I rarely dream about being followed back on Twitter. I know you care a lot about this.   I see you.  I see how you ass-kiss celebrities in the hope that they will validate your life.  I’m not impressed with that many people online.  OK, once I stalked someone. Yes, it was you Bon Stewart. I read one of your blog posts back when you wrote normal posts not about your crazy dissertation, and I went onto Twitter and asked, “Does anyone know this person? Because I want to know her.” And within an hour we were following each other on Twitter.

I don’t think this approach will work with Meryl Streep.  Meryl Streep is not as “easy” as you.

Celebrities tend to only follow back OTHER celebrities. Sometimes I see that they follow some journalist or author so they can appear intelligent to their fans, the online equivalent of Jessica Alba going to the gym wearing librarian glasses. Of course, celebrities only follow  other famous people when they are at a career high.  If a celebrity, journalist, or author gets in trouble for a inappropriate tweet or has a nervous breakdown on TMZ, then Goodbye Charlie.  As a CAA agent once told me during an interview, “Winners ONLY associate with winners.  That’s what Hollywood is about.  Period.”

Imagine the stress celebrites must feel not following us all back. We find it hard juggling 300 friends on Facebook. Imagine having people wanting your autograph and photo every time you walk into an Arby’s. I can understand why Meryl Streep might want to hide from her fans.

But me too, Meryl?

I like to look over the following lists of celebrities.   I’m always wondering, “Don’t celebrities have any friends outside of other celebrities? Don’t they have any annoying friends left over from grade school, or an Aunt Tilly in Tulsa that they are forced to follow on Twitter because their mother told them it was polite.”
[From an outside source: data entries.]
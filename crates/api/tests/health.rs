//! Integration tests for the health check endpoint and general HTTP behaviour.

mod common;

use axum::body::Body;
use axum::http::{Method, Request, StatusCode};
use common::{body_json, get};
use sqlx::PgPool;
use tower::ServiceExt;

// ---------------------------------------------------------------------------
// Test: GET /health returns 200 with expected JSON fields
// ---------------------------------------------------------------------------

#[sqlx::test(migrations = "../../db/migrations")]
async fn health_check_returns_ok_with_json(pool: PgPool) {
    let app = common::build_test_app(pool);
    let response = get(app, "/health").await;

    assert_eq!(response.status(), StatusCode::OK);

    let json = body_json(response).await;
    assert_eq!(json["status"], "ok");
    assert!(json["version"].is_string());
    assert_eq!(json["db_healthy"], true);
    assert_eq!(json["ws_connections"], 0);
}

// ---------------------------------------------------------------------------
// Test: Unknown route returns 404
// ---------------------------------------------------------------------------

#[sqlx::test(migrations = "../../db/migrations")]
async fn unknown_route_returns_404(pool: PgPool) {
    let app = common::build_test_app(pool);
    let response = get(app, "/this-route-does-not-exist").await;

    assert_eq!(response.status(), StatusCode::NOT_FOUND);
}

// ---------------------------------------------------------------------------
// Test: x-request-id header is present in response
// ---------------------------------------------------------------------------

#[sqlx::test(migrations = "../../db/migrations")]
async fn response_contains_x_request_id_header(pool: PgPool) {
    let app = common::build_test_app(pool);
    let response = get(app, "/health").await;

    let request_id = response
        .headers()
        .get("x-request-id")
        .expect("Response must contain an x-request-id header");
    assert_eq!(
        request_id.to_str().unwrap().len(),
        36,
        "x-request-id should be a UUID string"
    );
}

// ---------------------------------------------------------------------------
// Test: CORS preflight OPTIONS request returns correct headers
// ---------------------------------------------------------------------------

#[sqlx::test(migrations = "../../db/migrations")]
async fn cors_preflight_returns_correct_headers(pool: PgPool) {
    let app = common::build_test_app(pool);

    let request = Request::builder()
        .method(Method::OPTIONS)
        .uri("/api/v1/projects")
        .header("Origin", "http://localhost:5173")
        .header("Access-Control-Request-Method", "PUT")
        .header("Access-Control-Request-Headers", "content-type")
        .body(Body::empty())
        .unwrap();

    let response = app.oneshot(request).await.unwrap();
    assert_eq!(response.status(), StatusCode::OK);

    let headers = response.headers();
    let allow_origin = headers
        .get("access-control-allow-origin")
        .expect("Missing Access-Control-Allow-Origin header")
        .to_str()
        .unwrap();
    assert_eq!(allow_origin, "http://localhost:5173");

    let allow_methods = headers
        .get("access-control-allow-methods")
        .expect("Missing Access-Control-Allow-Methods header")
        .to_str()
        .unwrap();
    assert!(
        allow_methods.contains("PUT"),
        "Allow-Methods should contain PUT, got: {allow_methods}"
    );
}

// ---------------------------------------------------------------------------
// Test: protected routes reject missing tokens with the JSON error shape
// ---------------------------------------------------------------------------

#[sqlx::test(migrations = "../../db/migrations")]
async fn missing_token_returns_json_401(pool: PgPool) {
    let app = common::build_test_app(pool);
    let response = get(app, "/api/v1/projects").await;

    assert_eq!(response.status(), StatusCode::UNAUTHORIZED);
    let json = body_json(response).await;
    assert_eq!(json["code"], "UNAUTHORIZED");
    assert!(json["error"].is_string());
}
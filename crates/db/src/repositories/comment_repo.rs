//! Repository for the `project_comments` table.

use filmcraft_core::chat::MessageMetadata;
use filmcraft_core::types::DbId;
use sqlx::types::Json;
use sqlx::PgPool;

use crate::models::comment::{CreateComment, ProjectComment};

/// Column list shared across queries to avoid repetition.
const COLUMNS: &str =
    "id, project_id, shot_id, user_id, content, message_type, metadata, created_at, updated_at";

/// Provides CRUD operations for project chat messages and shot comments.
pub struct CommentRepo;

impl CommentRepo {
    /// Insert a new message, returning the created row.
    pub async fn create(
        pool: &PgPool,
        input: &CreateComment,
    ) -> Result<ProjectComment, sqlx::Error> {
        let query = format!(
            "INSERT INTO project_comments (project_id, shot_id, user_id, content, message_type, metadata)
             VALUES ($1, $2, $3, $4, $5, $6)
             RETURNING {COLUMNS}"
        );
        sqlx::query_as::<_, ProjectComment>(&query)
            .bind(input.project_id)
            .bind(input.shot_id)
            .bind(input.user_id)
            .bind(&input.content)
            .bind(input.message_type.as_str())
            .bind(Json(&input.metadata))
            .fetch_one(pool)
            .await
    }

    pub async fn find_by_id(
        pool: &PgPool,
        id: DbId,
    ) -> Result<Option<ProjectComment>, sqlx::Error> {
        let query = format!("SELECT {COLUMNS} FROM project_comments WHERE id = $1");
        sqlx::query_as::<_, ProjectComment>(&query)
            .bind(id)
            .fetch_optional(pool)
            .await
    }

    /// Project-level chat (no shot), oldest first.
    pub async fn list_project_chat(
        pool: &PgPool,
        project_id: DbId,
    ) -> Result<Vec<ProjectComment>, sqlx::Error> {
        let query = format!(
            "SELECT {COLUMNS} FROM project_comments
             WHERE project_id = $1 AND shot_id IS NULL
             ORDER BY created_at ASC, id ASC"
        );
        sqlx::query_as::<_, ProjectComment>(&query)
            .bind(project_id)
            .fetch_all(pool)
            .await
    }

    /// Comments attached to one shot, oldest first.
    pub async fn list_for_shot(
        pool: &PgPool,
        shot_id: DbId,
    ) -> Result<Vec<ProjectComment>, sqlx::Error> {
        let query = format!(
            "SELECT {COLUMNS} FROM project_comments
             WHERE shot_id = $1
             ORDER BY created_at ASC, id ASC"
        );
        sqlx::query_as::<_, ProjectComment>(&query)
            .bind(shot_id)
            .fetch_all(pool)
            .await
    }

    /// Case-insensitive substring search over project chat, newest first.
    pub async fn search(
        pool: &PgPool,
        project_id: DbId,
        term: &str,
        limit: i64,
    ) -> Result<Vec<ProjectComment>, sqlx::Error> {
        let query = format!(
            "SELECT {COLUMNS} FROM project_comments
             WHERE project_id = $1 AND shot_id IS NULL
               AND content ILIKE '%' || $2 || '%'
             ORDER BY created_at DESC, id DESC
             LIMIT $3"
        );
        sqlx::query_as::<_, ProjectComment>(&query)
            .bind(project_id)
            .bind(escape_like(term))
            .bind(limit)
            .fetch_all(pool)
            .await
    }

    /// Replace content and metadata of a message.
    pub async fn update_content(
        pool: &PgPool,
        id: DbId,
        content: &str,
        metadata: &MessageMetadata,
    ) -> Result<Option<ProjectComment>, sqlx::Error> {
        let query = format!(
            "UPDATE project_comments SET content = $2, metadata = $3
             WHERE id = $1
             RETURNING {COLUMNS}"
        );
        sqlx::query_as::<_, ProjectComment>(&query)
            .bind(id)
            .bind(content)
            .bind(Json(metadata))
            .fetch_optional(pool)
            .await
    }

    /// Delete a message. Returns `true` if a row was removed.
    pub async fn delete(pool: &PgPool, id: DbId) -> Result<bool, sqlx::Error> {
        let result = sqlx::query("DELETE FROM project_comments WHERE id = $1")
            .bind(id)
            .execute(pool)
            .await?;
        Ok(result.rows_affected() > 0)
    }
}

/// Escape `ILIKE` wildcards so the term matches literally.
fn escape_like(term: &str) -> String {
    term.replace('\\', "\\\\")
        .replace('%', "\\%")
        .replace('_', "\\_")
}

#[cfg(test)]
mod tests {
    use super::*;

    #[test]
    fn like_wildcards_are_escaped() {
        assert_eq!(escape_like("50%_off"), "50\\%\\_off");
        assert_eq!(escape_like("plain"), "plain");
    }
}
It’s as if once you reach celebrity status, you can’t use social media for anything other than being a celebrity. I’m sure Meryl Streep would love to engage with me and talk about my instagram filters, but she just CAN’T — “says her business manager.”

Meryl, is that true?

Here is some article on “How to Make a Celebrity Follow You on Twitter.”

But honestly, do you really think any type of “engagement” or mere gimmick is going to win over Meryl Streep.   She’s not an idiot.   She went to Yale.   My movie buff friend Danny Miller interviewed Meryl Streep, AND could quote lines from Sophie’s Choice to her all night long, and Meryl Streep still doesn’t even him!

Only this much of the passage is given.